En su mente apareció una imagen de Xar.
—Esposo mío —dijo Marit en voz alta—, lo que dice la serpiente dragón es cierto. Haplo es un traidor. Ha entregado a los mensch el libro de los sartán y se propone ayudarlos a poner en funcionamiento esa máquina. No sólo eso, sino que los mensch le han ofrecido el gobierno de Ariano.
—Entonces, debe morir —fue la inmediata respuesta de Xar, que sonó en la cabeza de la patryn.
—Sí, mi Señor.
—Cuando lo hayas hecho, esposa, mándame aviso. Estaré en el mundo de Pryan.
—¿De modo que Sang-drax te ha convencido para que viajes allí…? —apuntó Marit, no muy satisfecha.
—Nadie me convence para que haga algo que yo no quiera hacer, esposa.
—Perdóname, mi Señor. —Marit notó que le ardía la piel—. Tú sabes más que nadie, por supuesto.
—Voy a Pryan acompañado por Sang-drax y un contingente de los nuestros. En ese mundo espero someter a los titanes para utilizarlos en favor de nuestra causa. Y tengo otros asuntos que llevar a cabo en ese mundo. Asuntos en los que Haplo puede resultar de utilidad.

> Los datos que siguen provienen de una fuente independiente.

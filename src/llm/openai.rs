use super::*;
use crate::types::ChatRole;
use async_openai::{
    config::OpenAIConfig,
    types::{
        ChatCompletionRequestAssistantMessageArgs, ChatCompletionRequestMessage,
        ChatCompletionRequestSystemMessageArgs, ChatCompletionRequestUserMessageArgs,
        CreateChatCompletionRequestArgs,
    },
    Client,
};
use std::time::Instant;

/// OpenAI provider implementation
pub struct OpenAiProvider {
    client: Client<OpenAIConfig>,
    model: String,
    timeout: Duration,
}

impl OpenAiProvider {
    /// Create a new OpenAI provider with the given API key and model
    pub fn new(api_key: String, model: String, timeout: Duration) -> Self {
        let config = OpenAIConfig::new().with_api_key(api_key);
        let client = Client::with_config(config);

        Self {
            client,
            model,
            timeout,
        }
    }

    fn convert_turn(turn: &ChatTurn) -> LlmResult<ChatCompletionRequestMessage> {
        let message = match turn.role {
            ChatRole::System => ChatCompletionRequestSystemMessageArgs::default()
                .content(turn.content.as_str())
                .build()
                .map_err(|e| LlmError::ApiError(e.to_string()))?
                .into(),
            ChatRole::User => ChatCompletionRequestUserMessageArgs::default()
                .content(turn.content.as_str())
                .build()
                .map_err(|e| LlmError::ApiError(e.to_string()))?
                .into(),
            ChatRole::Assistant => ChatCompletionRequestAssistantMessageArgs::default()
                .content(turn.content.as_str())
                .build()
                .map_err(|e| LlmError::ApiError(e.to_string()))?
                .into(),
        };
        Ok(message)
    }
}

#[async_trait]
impl ReasoningProvider for OpenAiProvider {
    async fn complete(
        &self,
        prompt: &str,
        session_key: &str,
        context: &[ChatTurn],
    ) -> LlmResult<String> {
        let start = Instant::now();

        let mut messages: Vec<ChatCompletionRequestMessage> = context
            .iter()
            .map(Self::convert_turn)
            .collect::<LlmResult<_>>()?;

        if !prompt.is_empty() {
            messages.push(
                ChatCompletionRequestUserMessageArgs::default()
                    .content(prompt)
                    .build()
                    .map_err(|e| LlmError::ApiError(e.to_string()))?
                    .into(),
            );
        }

        let chat_request = CreateChatCompletionRequestArgs::default()
            .model(&self.model)
            .messages(messages)
            .build()
            .map_err(|e| LlmError::ApiError(e.to_string()))?;

        let response =
            tokio::time::timeout(self.timeout, self.client.chat().create(chat_request))
                .await
                .map_err(|_| LlmError::Timeout(self.timeout))?
                .map_err(|e| LlmError::ApiError(e.to_string()))?;

        let text = response
            .choices
            .first()
            .and_then(|choice| choice.message.content.clone())
            .ok_or_else(|| LlmError::ParseError("No content in response".to_string()))?;

        tracing::debug!(
            "OpenAI reply for session {} in {}ms",
            session_key,
            start.elapsed().as_millis()
        );

        Ok(text.trim().to_string())
    }

    fn name(&self) -> &str {
        "openai"
    }
}

#[cfg(test)]
mod tests {
    use super::*;

    #[tokio::test]
    #[ignore] // Only run with actual API key
    async fn test_openai_complete() {
        let api_key = std::env::var("OPENAI_API_KEY").expect("OPENAI_API_KEY not set");
        let provider = OpenAiProvider::new(
            api_key,
            "gpt-4o-mini".to_string(),
            Duration::from_secs(30),
        );

        let context = [
            ChatTurn::system("Answer with exactly one word."),
            ChatTurn::user("Is water wet?"),
        ];
        let reply = provider.complete("", "test-session", &context).await.unwrap();

        assert!(!reply.is_empty());
        println!("Reply: {}", reply);
    }
}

—Pero Haplo estará muerto… —empezó a replicar Marit, pero se interrumpió a media frase, sobrecogida de espanto.
—Sí, claro que estará muerto. Tú me traerás el cadáver de Haplo, esposa.
A Marit se le heló la sangre. Debería haberlo imaginado; debería haber sabido que Xar le exigiría algo así. Por supuesto. Su señor tenía que interrogar a Haplo, averiguar qué sabía, qué había hecho, y resultaría mucho más sencillo interrogar al cadáver que al vivo. La patryn evocó la figura del lázaro, recordó sus ojos muertos y, a la vez, espantosamente vivos…
—Esposa… —El tono de Xar era suavemente apremiante—. No me fallarás, ¿verdad?
—No, esposo mío —respondió ella—. No te fallaré.
—Así me gusta —asintió Xar antes de retirarse de su mente.
Marit se quedó a solas en la oscuridad iluminada por los relámpagos, escuchando el tamborileo de la lluvia en el casco de la nave.